O encontro em Pequim entre Donald Trump e Xi Jinping marcou a primeira visita de um presidente dos EUA à capital chinesa desde 2017. O encontro abordou as tensões acumuladas nos últimos anos em questões comerciais, tecnológicas e geopolíticas, num contexto de rivalidade crescente entre ambas as potências.
Durante a abertura, Xi alertou Trump sobre a questão de Taiwan, que descreveu como o ponto mais sensível da relação bilateral. Ele ressaltou que o manejo incorreto desta questão pode levar ao confronto, visto que a China considera a ilha parte do seu território, enquanto os Estados Unidos mantêm apoio militar a Taipei. Trump adotou um tom conciliatório e garantiu que a relação “pode ser melhor do que nunca”, destacando a sua vontade de manter a proximidade com Xi.

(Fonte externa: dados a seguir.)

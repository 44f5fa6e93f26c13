use std::net::SocketAddr;
use std::sync::Arc;

use tracing_subscriber::{layer::SubscriberExt, util::SubscriberInitExt};

use glucospect_api::config::ServerConfig;
use glucospect_api::routes::build_app;
use glucospect_api::state::AppState;
use glucospect_core::inference::InferenceService;

#[tokio::main]
async fn main() {
    dotenvy::dotenv().ok();

    // --- Configuration ---
    let config = ServerConfig::from_env();

    // --- Tracing ---
    let default_filter = if config.debug {
        "glucospect_api=debug,tower_http=debug"
    } else {
        "glucospect_api=info,tower_http=info"
    };
    tracing_subscriber::registry()
        .with(
            tracing_subscriber::EnvFilter::try_from_default_env()
                .unwrap_or_else(|_| default_filter.into()),
        )
        .with(tracing_subscriber::fmt::layer())
        .init();

    tracing::info!(host = %config.host, port = %config.port, debug = config.debug, "Loaded server configuration");

    // --- Model artifacts (fail fast when missing or inconsistent) ---
    let inference = InferenceService::load(
        &config.model_path,
        &config.scaler_path,
        &config.columns_path,
    )
    .expect("Failed to load model artifacts");
    tracing::info!(
        features = inference.feature_count(),
        "Model, scaler, and column list loaded"
    );

    // --- Database ---
    let database_url = std::env::var("DATABASE_URL")
        .unwrap_or_else(|_| "sqlite://glucospect.db?mode=rwc".to_string());

    let pool = glucospect_db::create_pool(&database_url)
        .await
        .expect("Failed to connect to database");
    tracing::info!("Database connection pool created");

    glucospect_db::run_migrations(&pool)
        .await
        .expect("Failed to run database migrations");
    tracing::info!("Database migrations applied");

    // --- App state ---
    let state = AppState {
        pool,
        config: Arc::new(config.clone()),
        inference: Arc::new(inference),
    };

    let app = build_app(state);

    // --- Start server ---
    let addr = SocketAddr::new(
        config.host.parse().expect("Invalid HOST address"),
        config.port,
    );
    tracing::info!(%addr, "Starting server");

    let listener = tokio::net::TcpListener::bind(addr)
        .await
        .expect("Failed to bind to address");

    axum::serve(listener, app)
        .with_graceful_shutdown(shutdown_signal())
        .await
        .expect("Server error");

    tracing::info!("Graceful shutdown complete");
}

/// Wait for a termination signal to initiate graceful shutdown.
///
/// Handles both SIGINT (Ctrl-C) and SIGTERM (on Unix) so the server
/// shuts down cleanly whether stopped interactively or by a process
/// manager (e.g. systemd, Docker, Kubernetes).
async fn shutdown_signal() {
    let ctrl_c = async {
        tokio::signal::ctrl_c()
            .await
            .expect("Failed to install Ctrl-C handler");
    };

    #[cfg(unix)]
    let terminate = async {
        tokio::signal::unix::signal(tokio::signal::unix::SignalKind::terminate())
            .expect("Failed to install SIGTERM handler")
            .recv()
            .await;
    };

    #[cfg(not(unix))]
    let terminate = std::future::pending::<()>();

    tokio::select! {
        () = ctrl_c => {
            tracing::info!("Received SIGINT (Ctrl-C), starting graceful shutdown");
        }
        () = terminate => {
            tracing::info!("Received SIGTERM, starting graceful shutdown");
        }
    }
}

O presidente chinês enquadrou o diálogo num cenário global de mudança acelerada e incerteza. Levantou questões sobre a capacidade de ambas as potências evitarem confrontos estruturais e cooperarem em desafios internacionais. Nesse sentido, aludiu indirectamente à chamada “armadilha de Tucídides”, que descreve o risco de guerra quando uma potência emergente desafia uma potência dominante.

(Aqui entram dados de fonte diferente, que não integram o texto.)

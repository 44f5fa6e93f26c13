//! Feature vector construction.
//!
//! The classifier was trained on a one-hot encoded frame whose column list
//! ships alongside the model. A request only populates six of those
//! columns; every other training column is zero-filled, and the output
//! order always equals the persisted column order.

use crate::request::PredictionRequest;

/// Training column fed from the `age` field.
pub const COL_AGE: &str = "age";
/// Training column fed from the `bmi` field.
pub const COL_BMI: &str = "bmi";
/// Training column fed from the `hba1c` field.
pub const COL_HBA1C: &str = "HbA1c_level";
/// Training column fed from the `blood_glucose` field.
pub const COL_BLOOD_GLUCOSE: &str = "blood_glucose_level";
/// One-hot column set when gender is Male.
pub const COL_GENDER_MALE: &str = "gender_Male";
/// One-hot column set when smoking history is Yes.
pub const COL_SMOKING_YES: &str = "smoking_history_Yes";

/// Map a validated request onto the training column layout.
///
/// Pure and deterministic: the same request and column list always yield
/// the same vector, with length `columns.len()`.
pub fn build_feature_vector(request: &PredictionRequest, columns: &[String]) -> Vec<f64> {
    columns
        .iter()
        .map(|column| match column.as_str() {
            COL_AGE => request.age,
            COL_BMI => request.bmi,
            COL_HBA1C => request.hba1c,
            COL_BLOOD_GLUCOSE => request.blood_glucose,
            COL_GENDER_MALE => request.gender.male_indicator(),
            COL_SMOKING_YES => request.smoking.yes_indicator(),
            _ => 0.0,
        })
        .collect()
}

#[cfg(test)]
mod tests {
    use super::*;
    use crate::request::{Gender, SmokingHistory};

    fn request() -> PredictionRequest {
        PredictionRequest {
            age: 52.0,
            bmi: 31.2,
            hba1c: 7.4,
            blood_glucose: 185.0,
            gender: Gender::Male,
            smoking: SmokingHistory::No,
        }
    }

    fn columns(names: &[&str]) -> Vec<String> {
        names.iter().map(|s| s.to_string()).collect()
    }

    #[test]
    fn vector_follows_column_order() {
        let cols = columns(&[COL_BLOOD_GLUCOSE, COL_AGE, COL_GENDER_MALE]);
        let vector = build_feature_vector(&request(), &cols);
        assert_eq!(vector, vec![185.0, 52.0, 1.0]);
    }

    #[test]
    fn unknown_columns_are_zero_filled() {
        let cols = columns(&[COL_AGE, "gender_Other", "smoking_history_never", COL_HBA1C]);
        let vector = build_feature_vector(&request(), &cols);
        assert_eq!(vector, vec![52.0, 0.0, 0.0, 7.4]);
    }

    #[test]
    fn vector_length_matches_column_count() {
        let cols = columns(&[COL_AGE, COL_BMI, "extra_a", "extra_b", "extra_c"]);
        assert_eq!(build_feature_vector(&request(), &cols).len(), 5);
    }

    #[test]
    fn construction_is_deterministic() {
        let cols = columns(&[
            COL_AGE,
            COL_BMI,
            COL_HBA1C,
            COL_BLOOD_GLUCOSE,
            COL_GENDER_MALE,
            COL_SMOKING_YES,
        ]);
        let first = build_feature_vector(&request(), &cols);
        let second = build_feature_vector(&request(), &cols);
        assert_eq!(first, second);
    }

    #[test]
    fn indicator_columns_are_binary() {
        let cols = columns(&[COL_GENDER_MALE, COL_SMOKING_YES]);
        for gender in [Gender::Male, Gender::Female] {
            for smoking in [SmokingHistory::Yes, SmokingHistory::No] {
                let req = PredictionRequest {
                    gender,
                    smoking,
                    ..request()
                };
                let vector = build_feature_vector(&req, &cols);
                assert!(vector.iter().all(|v| *v == 0.0 || *v == 1.0));
            }
        }
    }
}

Na parte final, ambos os líderes abordaram a situação em torno do Irão e do Estreito de Ormuz, sem detalhes públicos na declaração chinesa. A Casa Branca apontou acordos gerais sobre a necessidade de manter aberta esta passagem estratégica e evitar a sua militarização, além do acordo de que o Irão não deveria desenvolver armas nucleares. O dia terminou com um banquete e um convite de Trump a Xi para visitar a Casa Branca em setembro.